Читаем Сквозь седые хребты полностью

– Сильный-то ты, Лыков, сильный, но и не двужильный, – с сочувствием отозвался Буров.

– Все сам понимаешь, Ваня, – опять вздохнув, тихо ответил Лыков. – Ты человек далеко не глупый и не темный, как большинство здесь, – он сделал паузу, – лес рубящих… В народе, кстати, говорят, лес рубят – щепки летят. Летят и здесь. Только у нас-то года летят. Летят в никуда.

Иван Буров не нашелся, что ответить, удивляясь про себя такому неожиданному умозаключению, сделанному Гаврилой. Решил помолчать, ожидая, что тот скажет дальше. Пауза затянулась.

– Эх, покурить бы, подымить. Да белый свет покоптить, – зябко потянувшись, мечтательно произнес Гаврила, – жаль, что ты некурящий.

– Что с того, – ответил Иван, – был бы и курящий, да табачок-то где взять?

– Да-а, – это верно. Игнатку бы Фомина.
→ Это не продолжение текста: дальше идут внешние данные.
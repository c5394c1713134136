pub mod batch;
pub mod codec;
pub mod config;
pub mod decompose;
pub mod errors;
pub mod ingestor;
pub mod schema;
pub mod sink;
pub mod store;
pub mod study;
pub mod telemetry;
pub mod upsert;
pub mod value;

pub use batch::BatchQueue;
pub use codec::{columns_for, conflict_columns_for, Table};
pub use config::IngestConfig;
pub use decompose::{decompose, migrate, Decomposition};
pub use errors::{IngestionError, Result};
pub use ingestor::Ingestor;
pub use store::{memory::MemoryStore, postgres::PostgresStore, Store};
pub use study::Study;
pub use upsert::UpsertExecutor;
pub use value::{Row, SqlValue};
Он бы угостил…

– Дался тебе этот Игнатка, – сказал Буров. – Не идет с головы, все вспоминаешь его.

– Так, к слову я, – отозвался Гаврила. – Ничего, дотянем до лета.

– А там что?

– Путейцы гутарили, табак выращивают на разъезде. Вернее, кто-то пробовал сажать. Кажись, растет за милую душу.

– А чего ему не расти? – поддержал Иван. – В Раздольном наловчились на огородах все выращивать, начиная с картошки и кончая огурцами и помидорами. И табак там садят, я знаю. Специально рядышком с капустой, чтобы блошка не ела. Двойная польза.

– У меня ведь тоже тяга к земле имеется, – Лыков потер тыльной стороной ладони покрасневшие глаза. – Я бы с удовольствием этим делом занялся. Все, хватит. По горло и выше научен тем, что выпало на долюшку-судьбину.

Собеседники опять замолчали.

– Эй?! Эгей?! – раздался настойчивый звонкий голос бригадира. – Кончай перекур!!

– Ядреный корень! – недовольно поморщился Гаврила, – Какой к хренам такой перекур? Язви его холера, этого Степку!

Дружно поднявшись с валежины, Буров с Лыковым направились в просвет ерника к лесосеке, где лежали, утопая в глубоком снегу, поваленные деревья. Окрестности вновь ожили звуками. Вжикали двуручные пилы. Дробно стучали топоры.

– Еще погутарим, – сказал Гаврила, обрубая толстые ветви. По морозу от ударов топора отлетали мерзлые щепки. Теперь древесина стала более податливой, но пилить было труднее.

Бригадир Степан откуда-то узнал, что скоро обещают привезти механизацию. Что она собой представляет, пока никто не знал. Хотя Буров догадывался, что для работы пилорамы необходимо электричество…

К обеду на костре варили пшенную кашу в задымленном огромном котле. Запах разносился по всей округе. Кто-то из лесорубов поведал товарищам, что на трассе путейцев стали кормить мясным супом. Мол, специально охотничья артель в тайге промышляет дикого зверя.

– Глядишь, и до нас очередь дойдет, – произнес один из мужиков.

– Сначала выберись из дровосеков в путейцы, потом и о дармовой мясной похлебке будешь мечтать, – осекли его товарищи.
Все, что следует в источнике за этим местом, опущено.